The 1467 Ottoman defter of Tetovo attests that the Muslim neighborhood of Tetovo was inhabited by 6 heads of families with mixed anthroponyms of Islamic Albanian character, the names being Jusufi, son of Gjon; Hamza, son of Ulkos; Karagja, son of Petro; Murati, son of Domijan; Mustafa, son of Jonça and Hamza son of Mjellku. In the Christian quarter of Tetovo, alongside characteristic Slavic-Christian names, a sizeable part of the population also had anthroponyms of Christian Albanian character, with cases of Slavicisation, such as: Andreja, son of Arbanas; Lazor Shtinar with his sons Gjuro,Jorgji and Viko; Nikolla son of Gjergj; Dimitri son of Prenko; Lazor brother of Tushko, Gjon Arbanas (t.Arnaut); Dula Arbanas (t.Arnaut),Lazar  son of Tushala (compound of Tush + Shala) among others.

During the Ottoman period, the town was known as Kalkandelen, which means Shield Penetrator, in honor of the local weapon-smiths. Their superior craftsmanship extended to the advent of small firearms and cannons, which were traded all over the Balkans. The small hill above the town, near the present-day village of Lavce, has been fortified since Paeonian times and the Ottomans also built a substantial fortress there, known as the Baltepes fortress. A number of mosques were built, such as The Colored or Painted Mosque (Aladzha or Sharena Dzamija), also known as the Pasha Mosque, was built in 1459 by the Ottoman Turks; and in the 16th century, the Bektashi order also settled in Tetovo, where they remain at the Bektashi Teke. Tetovo under Ottoman tutelage became an important trade center for the local farmers and craftsmen, as well as an important military fortification. Haci Halife in the 17th century noted in his writings that Kalkandelen was expanding at an amazing rate in its lowland areas.

During the early 19th century, Abdurrahman Pasha, a prominent Albanian landowner, beautified the city of Kalkandelen, refurbishing many estates including the notable landmarks such as the Colored Mosque, the Teke and the Baltepe fortress.

In the 19th century, the Russian diplomat Ivan Jastrebov spoke highly of Kalkandelen's climate, liking the mild snowy winters, sunny and comfortably warm summers. The traveler Ami Bue described Kalkandelen as a very clean city.

By the 19th century, when the population of Kalkandelen began to increase with settlement from the surrounding villages, the French traveler Ami Boue noted that the population had reached about 4,500 people, which are Bulgarians and Albanians. The total population of the Pashalik of Kalkandelen (Tetovo) is 30,000–40,000 and consists of Bulgarians who are Eastern Orthodox and of Albanian who are Muslims.  According to British diplomat and traveller Aubrey Herbert, and English traveller Austen Henry Layard, the majority of the inhabitants of Kalkandelen were Albanian. Turkish sources cite that three-quarters of the population of Kalkandelen during the Ottoman period were Albanian. According to the statistics of the Bulgarian ethnographer Vasil Kanchov in 1900 the population of Kalkandelen consists of 8,500 Bulgarians, 9,000 Turks, 500 Arnauts and 1,200 Romani.

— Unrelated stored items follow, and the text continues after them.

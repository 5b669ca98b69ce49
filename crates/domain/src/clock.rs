use chrono::{DateTime, SubsecRound, Utc};

/// Current time at the microsecond precision `TIMESTAMPTZ` stores, so that
/// persisted values read back equal to the ones written.
pub fn now() -> DateTime<Utc> {
    Utc::now().trunc_subsecs(6)
}
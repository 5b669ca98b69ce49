//! Relational persistence of assignments and schedulers.
//!
//! The stores live in [`dispatch_store_infra`] and operate on the plain
//! structs of [`dispatch_store_domain`]. Both are re-exported here.

pub mod telemetry;

pub use dispatch_store_domain as domain;
pub use dispatch_store_infra as infra;

pub use dispatch_store_domain::*;
pub use dispatch_store_infra::{
    run_migration, setup_context, Config, IAssignmentStore, ISchedulerStore, RequestScope,
    StoreContext, StoreError, StoreResult, Stores,
};
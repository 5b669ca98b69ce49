mod config;
mod error;
pub mod relational;
mod repos;

pub use config::Config;
pub use error::{StoreError, StoreResult};
pub use relational::{AccessError, RelationalAccess, RequestScope, Statement};
pub use repos::*;

use sqlx::migrate::MigrateError;
use sqlx::postgres::PgPoolOptions;
use sqlx::PgPool;
use tracing::info;

#[derive(Clone)]
pub struct StoreContext {
    pub stores: Stores,
    pub config: Config,
}

impl StoreContext {
    pub fn new(stores: Stores, config: Config) -> Self {
        Self { stores, config }
    }

    /// A fresh scope bounded by the configured query timeout
    pub fn request_scope(&self) -> RequestScope {
        RequestScope::new().with_timeout(self.config.query_timeout)
    }
}

/// Will setup the infrastructure context given the environment
pub async fn setup_context() -> anyhow::Result<StoreContext> {
    let config = Config::new();
    let pool = connect(&get_psql_connection_string()?, &config).await?;
    Ok(StoreContext::new(Stores::create_postgres(pool), config))
}

pub async fn connect(connection_string: &str, config: &Config) -> anyhow::Result<PgPool> {
    info!("DB CHECKING CONNECTION ...");
    let pool = PgPoolOptions::new()
        .max_connections(config.max_connections)
        .connect(connection_string)
        .await?;
    info!("DB CHECKING CONNECTION ... [done]");
    Ok(pool)
}

pub fn get_psql_connection_string() -> anyhow::Result<String> {
    const PSQL_CONNECTION_STRING: &str = "DATABASE_URL";

    std::env::var(PSQL_CONNECTION_STRING)
        .map_err(|_| anyhow::anyhow!("{} env var to be present.", PSQL_CONNECTION_STRING))
}

pub async fn run_migration(pool: &PgPool) -> Result<(), MigrateError> {
    sqlx::migrate!().run(pool).await
}
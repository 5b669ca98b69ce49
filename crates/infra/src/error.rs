use crate::relational::AccessError;
use thiserror::Error;
use tracing::error;

pub type StoreResult<T> = Result<T, StoreError>;

#[derive(Error, Debug)]
pub enum StoreError {
    /// The query ran but matched nothing where a row was required
    #[error("The requested {entity} was not found")]
    NotFound { entity: &'static str },
    #[error("Persistence failure in `{operation}`. Error message: `{source}`")]
    Persistence {
        operation: &'static str,
        #[source]
        source: AccessError,
    },
    #[error("`{operation}` was cancelled before it completed")]
    Cancelled { operation: &'static str },
}

impl StoreError {
    pub fn is_not_found(&self) -> bool {
        matches!(self, Self::NotFound { .. })
    }

    /// Maps failures of statements that may legitimately match nothing.
    /// `AccessError::NoRows` becomes `StoreError::NotFound`.
    pub(crate) fn lookup(
        operation: &'static str,
        entity: &'static str,
    ) -> impl FnOnce(AccessError) -> StoreError {
        move |e| match e {
            AccessError::NoRows => StoreError::NotFound { entity },
            e => Self::classify(operation, e),
        }
    }

    /// Maps failures of statements where matching nothing is itself a
    /// failure, e.g. an insert that returns no id.
    pub(crate) fn persist(operation: &'static str) -> impl FnOnce(AccessError) -> StoreError {
        move |e| Self::classify(operation, e)
    }

    fn classify(operation: &'static str, e: AccessError) -> StoreError {
        match e {
            AccessError::Cancelled | AccessError::DeadlineExceeded => {
                StoreError::Cancelled { operation }
            }
            source => {
                error!("Store operation `{}` failed: {}", operation, source);
                StoreError::Persistence { operation, source }
            }
        }
    }
}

In the Ottoman Empire, Kalkandelen came under the Vilayet of Kosovo and was orientated towards Albanians and the Albanian struggle for independence from Ottoman rule. In 1843, the Uprising of Dervish Cara led to Albanians revolting against the Sultan due their disagreement with the Tanzimat reforms. Kalkandelen was liberated by Dervish Cara from January 1844 until September 1844, where Omar Pasha defeated the rebel forces and Kalkandelen remained within the Ottoman Empire.

During the World Wars
During the breakup of the Ottoman Empire, Tetovo came under Albanian control by forces led by Hasan Prishtina. From a period between 1913 and 1915, during the Balkan war, the Serbian Army captured Tetovo and the entire region of what is today North Macedonia became known as "South Serbia" as part of the Kingdom of Serbia.

During World War I, a rift occurred between Bulgaria and Serbia. The Bulgarian army started making way through the area and annexed Tetovo and the rest of the Macedonia region. In 1916, under the Kingdom of Bulgaria, the Bulgarian registries had recorded that Tetovo had a population of 22,000. Two-thirds of this population was listed as Albanian and one-third consisted of Bulgarian and Serbian. At the end of the war Serbia regained control of the region. Within the Kingdom of Yugoslavia, Tetovo was part of the Vardar Banovina from 1929 to 1941.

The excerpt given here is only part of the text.